Task brief: Return, word for word, the line that contains "inserted into the" and every line after it through the end of the records.

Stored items
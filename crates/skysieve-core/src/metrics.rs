//! Prometheus metrics helpers for the Skysieve pipeline.
//!
//! Centralizes recorder installation and the metric descriptions used across
//! components, and serves the `/metrics` endpoint.
//!
//! # Metric Naming Conventions
//!
//! - Prefix: component name (`ingest_`, `filter_`, `resolver_`, `store_`)
//! - Suffix: unit or type (`_total`, `_seconds`)
//! - Labels: used only where cardinality is small and bounded (e.g. reject
//!   reason, resolver error kind)

use axum::{Router, routing::get};
use metrics::{describe_counter, describe_gauge};
use metrics_exporter_prometheus::{PrometheusBuilder, PrometheusHandle};
use std::net::SocketAddr;

/// Install the Prometheus metrics recorder.
///
/// Must be called once at startup, before any metrics are recorded. Returns a
/// handle for [`start_metrics_server`].
///
/// # Panics
///
/// Panics if a recorder is already installed.
pub fn init_metrics() -> PrometheusHandle {
    let handle = PrometheusBuilder::new()
        .install_recorder()
        .expect("Failed to install Prometheus recorder");

    register_metrics();

    handle
}

/// Like [`init_metrics`] but returns `None` if a recorder is already
/// installed instead of panicking. Useful in tests.
pub fn try_init_metrics() -> Option<PrometheusHandle> {
    PrometheusBuilder::new().install_recorder().ok()
}

/// Serve the `/metrics` endpoint on the given port.
///
/// Spawns a background task and returns immediately.
pub async fn start_metrics_server(
    port: u16,
    handle: PrometheusHandle,
) -> Result<(), std::io::Error> {
    let app = Router::new().route(
        "/metrics",
        get(move || {
            let handle = handle.clone();
            async move { handle.render() }
        }),
    );

    let addr = SocketAddr::from(([0, 0, 0, 0], port));
    let listener = tokio::net::TcpListener::bind(addr).await?;
    tracing::info!("Metrics server listening on http://{}/metrics", addr);

    tokio::spawn(async move {
        if let Err(e) = axum::serve(listener, app).await {
            tracing::error!("Metrics server exited: {}", e);
        }
    });

    Ok(())
}

/// Register descriptions for the pipeline's metrics.
fn register_metrics() {
    // Stream ingestion
    describe_counter!("ingest_events_total", "Commit events consumed from the stream");
    describe_counter!(
        "ingest_events_malformed_total",
        "Stream frames that failed to decode"
    );
    describe_gauge!("ingest_running", "Whether ingestion is running (1=yes, 0=no)");
    describe_gauge!("ingest_cursor", "Last acknowledged stream cursor");
    describe_counter!(
        "ingest_reconnects_total",
        "Stream reconnection attempts after connection loss"
    );

    // Event filter
    describe_counter!("filter_posts_accepted_total", "Post creates accepted by policy");
    describe_counter!(
        "filter_posts_rejected_total",
        "Post creates rejected (label: reason)"
    );
    describe_counter!("filter_posts_deleted_total", "Post deletes passed through");

    // Identity resolution
    describe_counter!(
        "resolver_lookups_total",
        "Identity directory lookups performed"
    );
    describe_counter!(
        "resolver_errors_total",
        "Identity directory lookups that failed (label: kind)"
    );
    describe_counter!(
        "identity_cache_hits_total",
        "Verdicts served from the identity cache"
    );
    describe_counter!(
        "identity_cache_stale_served_total",
        "Stale verdicts served while a background refresh ran"
    );
    describe_gauge!("identity_cache_entries", "Verdicts in the identity cache");

    // Post store
    describe_counter!("store_posts_upserted_total", "Rows inserted into the post index");
    describe_counter!("store_posts_deleted_total", "Rows deleted from the post index");
    describe_counter!(
        "store_apply_retries_total",
        "Write-set applications retried after a storage failure"
    );
}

Expected answer:
    describe_counter!("store_posts_upserted_total", "Rows inserted into the post index");
    describe_counter!("store_posts_deleted_total", "Rows deleted from the post index");
    describe_counter!(
        "store_apply_retries_total",
        "Write-set applications retried after a storage failure"
    );
}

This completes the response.